- **PROBLEM TO WORK ON**: Within the entries below, every line containing "amount" is to be copied.

************

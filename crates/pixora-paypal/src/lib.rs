// SPDX-FileCopyrightText: 2026 Pixora Contributors
// SPDX-License-Identifier: MIT OR Apache-2.0

//! PayPal checkout adapter for Pixora.

pub mod client;

use std::time::Duration;

use async_trait::async_trait;
use pixora_config::model::PaypalConfig;
use pixora_core::types::{AdapterType, HealthStatus, PaymentOrder};
use pixora_core::{PaymentProvider, PixoraError, PluginAdapter};
use tracing::info;

use crate::client::PaypalClient;

const REQUEST_TIMEOUT: Duration = Duration::from_secs(30);

pub struct PaypalProvider {
    client: PaypalClient,
}

impl PaypalProvider {
    pub fn new(config: &PaypalConfig) -> Result<Self, PixoraError> {
        let (Some(id), Some(secret)) = (
            config.client_id.as_deref().filter(|s| !s.is_empty()),
            config.client_secret.as_deref().filter(|s| !s.is_empty()),
        ) else {
            return Err(PixoraError::Config(
                "paypal.client_id and paypal.client_secret must both be set".into(),
            ));
        };
        let client = PaypalClient::new(id, secret, &config.base_url, REQUEST_TIMEOUT)?;
        info!(base_url = %config.base_url, "PayPal provider initialized");
        Ok(Self { client })
    }
}

#[async_trait]
impl PluginAdapter for PaypalProvider {
    fn name(&self) -> &str {
        "paypal"
    }

    fn version(&self) -> semver::Version {
        semver::Version::new(0, 1, 0)
    }

    fn adapter_type(&self) -> AdapterType {
        AdapterType::Payment
    }

    async fn health_check(&self) -> Result<HealthStatus, PixoraError> {
        Ok(HealthStatus::Healthy)
    }
}

#[async_trait]
impl PaymentProvider for PaypalProvider {
    async fn create_order(&self, amount: &str, currency: &str) -> Result<PaymentOrder, PixoraError> {
        self.client.create_order(amount, currency).await
    }

    async fn capture_order(&self, order_id: &str) -> Result<PaymentOrder, PixoraError> {
        self.client.capture_order(order_id).await
    }
}

#[cfg(test)]
mod tests {
    use super::*;

    #[test]
    fn requires_both_credentials() {
        let mut config = PaypalConfig::default();
        config.client_id = Some("cid".into());
        assert!(matches!(PaypalProvider::new(&config), Err(PixoraError::Config(_))));
        config.client_secret = Some("secret".into());
        let provider = PaypalProvider::new(&config).unwrap();
        assert_eq!(provider.adapter_type(), AdapterType::Payment);
    }
}
// SPDX-FileCopyrightText: 2026 Pixora Contributors
// SPDX-License-Identifier: MIT OR Apache-2.0

//! HTTP client for the Replicate API.
//!
//! Every request carries the configured timeout; a timed-out request is
//! reported as [`PixoraError::Timeout`] so callers can tell it apart from a
//! definitive rejection. Nothing is retried here.

use std::time::Duration;

use pixora_core::PixoraError;
use reqwest::header::{HeaderMap, HeaderValue};
use serde::Serialize;
use serde::de::DeserializeOwned;
use tracing::debug;

use crate::types::{
    ApiErrorResponse, CreateModelRequest, CreateTrainingRequest, ModelPredictionRequest, ModelRef,
    Prediction, TrainingResponse, VersionedPredictionRequest,
};

/// Upper bound on how long a prediction is polled before giving up.
const PREDICTION_DEADLINE: Duration = Duration::from_secs(300);

#[derive(Debug, Clone)]
pub struct ReplicateClient {
    client: reqwest::Client,
    base_url: String,
    timeout: Duration,
    poll_interval: Duration,
}

impl ReplicateClient {
    pub fn new(api_token: &str, base_url: &str, timeout: Duration) -> Result<Self, PixoraError> {
        let mut headers = HeaderMap::new();
        headers.insert(
            "authorization",
            HeaderValue::from_str(&format!("Bearer {api_token}"))
                .map_err(|e| PixoraError::Config(format!("invalid Replicate API token: {e}")))?,
        );

        let client = reqwest::Client::builder()
            .default_headers(headers)
            .timeout(timeout)
            .build()
            .map_err(|e| PixoraError::Provider {
                message: format!("failed to build HTTP client: {e}"),
                source: Some(Box::new(e)),
            })?;

        Ok(Self {
            client,
            base_url: base_url.trim_end_matches('/').to_string(),
            timeout,
            poll_interval: Duration::from_secs(1),
        })
    }

    /// Overrides the prediction polling interval (for tests).
    pub fn with_poll_interval(mut self, interval: Duration) -> Self {
        self.poll_interval = interval;
        self
    }

    pub async fn create_model(
        &self,
        owner: &str,
        name: &str,
        visibility: &str,
        hardware: &str,
    ) -> Result<(), PixoraError> {
        let body = CreateModelRequest {
            owner,
            name,
            visibility,
            hardware,
        };
        let _: serde_json::Value = self.post("/models", &body, None).await?;
        Ok(())
    }

    pub async fn create_training(
        &self,
        trainer_owner: &str,
        trainer_model: &str,
        trainer_version: &str,
        body: &CreateTrainingRequest<'_>,
    ) -> Result<TrainingResponse, PixoraError> {
        let path =
            format!("/models/{trainer_owner}/{trainer_model}/versions/{trainer_version}/trainings");
        self.post(&path, body, None).await
    }

    pub async fn cancel_training(&self, training_id: &str) -> Result<(), PixoraError> {
        let path = format!("/trainings/{training_id}/cancel");
        let _: serde_json::Value = self.post(&path, &serde_json::json!({}), None).await?;
        Ok(())
    }

    /// Runs `model` to completion and returns the finished prediction.
    pub async fn predict(
        &self,
        model: &str,
        input: &serde_json::Value,
    ) -> Result<Prediction, PixoraError> {
        let reference = ModelRef::parse(model).ok_or_else(|| {
            PixoraError::Validation(format!(
                "model must be `owner/name` or `owner/name:version`, got `{model}`"
            ))
        })?;

        let mut prediction: Prediction = match reference {
            ModelRef::Latest { owner, name } => {
                let path = format!("/models/{owner}/{name}/predictions");
                self.post(&path, &ModelPredictionRequest { input }, Some("wait"))
                    .await?
            }
            ModelRef::Version(version) => {
                let body = VersionedPredictionRequest { version, input };
                self.post("/predictions", &body, Some("wait")).await?
            }
        };

        let deadline = tokio::time::Instant::now() + PREDICTION_DEADLINE;
        while !prediction.is_terminal() {
            if tokio::time::Instant::now() >= deadline {
                return Err(PixoraError::Timeout {
                    duration: PREDICTION_DEADLINE,
                });
            }
            tokio::time::sleep(self.poll_interval).await;
            prediction = self.get(&format!("/predictions/{}", prediction.id)).await?;
            debug!(prediction_id = %prediction.id, status = %prediction.status, "polled prediction");
        }

        if prediction.status != "succeeded" {
            let detail = prediction
                .error
                .as_ref()
                .map(|e| e.to_string())
                .unwrap_or_else(|| prediction.status.clone());
            return Err(PixoraError::provider(format!(
                "prediction {} {}: {detail}",
                prediction.id, prediction.status
            )));
        }
        Ok(prediction)
    }

    async fn post<B: Serialize + ?Sized, T: DeserializeOwned>(
        &self,
        path: &str,
        body: &B,
        prefer: Option<&str>,
    ) -> Result<T, PixoraError> {
        let mut request = self.client.post(format!("{}{path}", self.base_url)).json(body);
        if let Some(prefer) = prefer {
            request = request.header("prefer", prefer);
        }
        let response = request.send().await.map_err(|e| self.send_error(e))?;
        self.decode(path, response).await
    }

    async fn get<T: DeserializeOwned>(&self, path: &str) -> Result<T, PixoraError> {
        let response = self
            .client
            .get(format!("{}{path}", self.base_url))
            .send()
            .await
            .map_err(|e| self.send_error(e))?;
        self.decode(path, response).await
    }

    /// Downloads a prediction output file.
    pub async fn download(&self, url: &str) -> Result<Vec<u8>, PixoraError> {
        let response = self
            .client
            .get(url)
            .send()
            .await
            .map_err(|e| self.send_error(e))?;
        let status = response.status();
        if !status.is_success() {
            return Err(PixoraError::provider(format!(
                "output download returned {status}"
            )));
        }
        let bytes = response.bytes().await.map_err(|e| self.send_error(e))?;
        debug!(url, len = bytes.len(), "prediction output downloaded");
        Ok(bytes.to_vec())
    }

    async fn decode<T: DeserializeOwned>(
        &self,
        path: &str,
        response: reqwest::Response,
    ) -> Result<T, PixoraError> {
        let status = response.status();
        debug!(status = %status, path, "Replicate response received");
        let text = response.text().await.map_err(|e| self.send_error(e))?;

        if !status.is_success() {
            let message = match serde_json::from_str::<ApiErrorResponse>(&text) {
                Ok(err) => format!(
                    "Replicate API error ({status}{}): {}",
                    err.title.map(|t| format!(", {t}")).unwrap_or_default(),
                    err.detail
                ),
                Err(_) => format!("Replicate API returned {status}: {text}"),
            };
            return Err(PixoraError::provider(message));
        }

        let text = if text.trim().is_empty() { "null" } else { text.as_str() };
        serde_json::from_str(text).map_err(|e| PixoraError::Provider {
            message: format!("failed to parse Replicate response: {e}"),
            source: Some(Box::new(e)),
        })
    }

    fn send_error(&self, e: reqwest::Error) -> PixoraError {
        if e.is_timeout() {
            return PixoraError::Timeout {
                duration: self.timeout,
            };
        }
        PixoraError::Provider {
            message: format!("Replicate request failed: {e}"),
            source: Some(Box::new(e)),
        }
    }
}

#[cfg(test)]
mod tests {
    use super::*;
    use serde_json::json;
    use wiremock::matchers::{body_partial_json, header, method, path};
    use wiremock::{Mock, MockServer, ResponseTemplate};

    fn client(server: &MockServer) -> ReplicateClient {
        ReplicateClient::new("r8_test", &server.uri(), Duration::from_secs(5))
            .unwrap()
            .with_poll_interval(Duration::from_millis(10))
    }

    #[tokio::test]
    async fn create_training_targets_trainer_version() {
        let server = MockServer::start().await;
        Mock::given(method("POST"))
            .and(path("/models/ostris/flux-dev-lora-trainer/versions/f754/trainings"))
            .and(header("authorization", "Bearer r8_test"))
            .and(body_partial_json(json!({
                "destination": "pixora/u1_1_cats",
                "webhook_events_filter": ["start", "completed"]
            })))
            .respond_with(
                ResponseTemplate::new(201).set_body_json(json!({"id": "t1", "status": "starting"})),
            )
            .expect(1)
            .mount(&server)
            .await;

        let input = json!({"steps": 1000});
        let events = vec!["start".to_string(), "completed".to_string()];
        let body = CreateTrainingRequest {
            destination: "pixora/u1_1_cats",
            input: &input,
            webhook: "https://pixora.app/api/webhooks/training?user-id=u1",
            webhook_events_filter: &events,
        };
        let job = client(&server)
            .create_training("ostris", "flux-dev-lora-trainer", "f754", &body)
            .await
            .unwrap();
        assert_eq!(job.id, "t1");
        assert_eq!(job.status, "starting");
    }

    #[tokio::test]
    async fn predict_polls_until_done() {
        let server = MockServer::start().await;
        Mock::given(method("POST"))
            .and(path("/models/black-forest-labs/flux-schnell/predictions"))
            .and(header("prefer", "wait"))
            .respond_with(
                ResponseTemplate::new(201)
                    .set_body_json(json!({"id": "p1", "status": "processing"})),
            )
            .mount(&server)
            .await;
        Mock::given(method("GET"))
            .and(path("/predictions/p1"))
            .respond_with(ResponseTemplate::new(200).set_body_json(json!({
                "id": "p1", "status": "succeeded", "output": ["https://img/1.webp"]
            })))
            .mount(&server)
            .await;

        let prediction = client(&server)
            .predict("black-forest-labs/flux-schnell", &json!({"prompt": "a cat"}))
            .await
            .unwrap();
        assert_eq!(prediction.image_urls(), vec!["https://img/1.webp"]);
    }

    #[tokio::test]
    async fn versioned_model_uses_predictions_endpoint() {
        let server = MockServer::start().await;
        Mock::given(method("POST"))
            .and(path("/predictions"))
            .and(body_partial_json(json!({"version": "abcd1234"})))
            .respond_with(ResponseTemplate::new(201).set_body_json(json!({
                "id": "p2", "status": "succeeded", "output": ["https://img/2.png"]
            })))
            .expect(1)
            .mount(&server)
            .await;

        let prediction = client(&server)
            .predict("pixora/u1_1_cats:abcd1234", &json!({"prompt": "TOK cat"}))
            .await
            .unwrap();
        assert_eq!(prediction.id, "p2");
    }

    #[tokio::test]
    async fn failed_prediction_is_provider_error() {
        let server = MockServer::start().await;
        Mock::given(method("POST"))
            .and(path("/predictions"))
            .respond_with(ResponseTemplate::new(201).set_body_json(json!({
                "id": "p3", "status": "failed", "error": "NSFW content detected"
            })))
            .mount(&server)
            .await;

        let err = client(&server)
            .predict("o/m:v1", &json!({}))
            .await
            .unwrap_err();
        assert!(matches!(err, PixoraError::Provider { .. }));
        assert!(err.to_string().contains("NSFW"), "got: {err}");
    }

    #[tokio::test]
    async fn api_error_detail_is_surfaced() {
        let server = MockServer::start().await;
        Mock::given(method("POST"))
            .and(path("/models"))
            .respond_with(ResponseTemplate::new(409).set_body_json(json!({
                "title": "Conflict", "detail": "A model with that name already exists"
            })))
            .mount(&server)
            .await;

        let err = client(&server)
            .create_model("pixora", "dup", "private", "gpu-a100-large")
            .await
            .unwrap_err();
        assert!(err.to_string().contains("already exists"), "got: {err}");
    }

    #[tokio::test]
    async fn slow_response_is_timeout() {
        let server = MockServer::start().await;
        Mock::given(method("POST"))
            .and(path("/trainings/t1/cancel"))
            .respond_with(
                ResponseTemplate::new(200)
                    .set_body_json(json!({}))
                    .set_delay(Duration::from_millis(500)),
            )
            .mount(&server)
            .await;

        let client = ReplicateClient::new("r8_test", &server.uri(), Duration::from_millis(50)).unwrap();
        let err = client.cancel_training("t1").await.unwrap_err();
        assert!(matches!(err, PixoraError::Timeout { .. }), "got: {err}");
        assert!(err.is_retryable());
    }

    #[tokio::test]
    async fn malformed_model_reference_is_validation_error() {
        let server = MockServer::start().await;
        let err = client(&server).predict("flux", &json!({})).await.unwrap_err();
        assert!(matches!(err, PixoraError::Validation(_)));
    }

    #[tokio::test]
    async fn download_returns_body_and_rejects_missing_files() {
        let server = MockServer::start().await;
        Mock::given(method("GET"))
            .and(path("/delivery/out-0.webp"))
            .respond_with(ResponseTemplate::new(200).set_body_bytes(b"RIFFwebp".to_vec()))
            .mount(&server)
            .await;
        Mock::given(method("GET"))
            .and(path("/delivery/gone.webp"))
            .respond_with(ResponseTemplate::new(404))
            .mount(&server)
            .await;

        let c = client(&server);
        let bytes = c
            .download(&format!("{}/delivery/out-0.webp", server.uri()))
            .await
            .unwrap();
        assert_eq!(bytes, b"RIFFwebp");
        let err = c
            .download(&format!("{}/delivery/gone.webp", server.uri()))
            .await
            .unwrap_err();
        assert!(matches!(err, PixoraError::Provider { .. }));
    }
}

************

- **RESULT**:
    async fn create_order(&self, amount: &str, currency: &str) -> Result<PaymentOrder, PixoraError> {
        self.client.create_order(amount, currency).await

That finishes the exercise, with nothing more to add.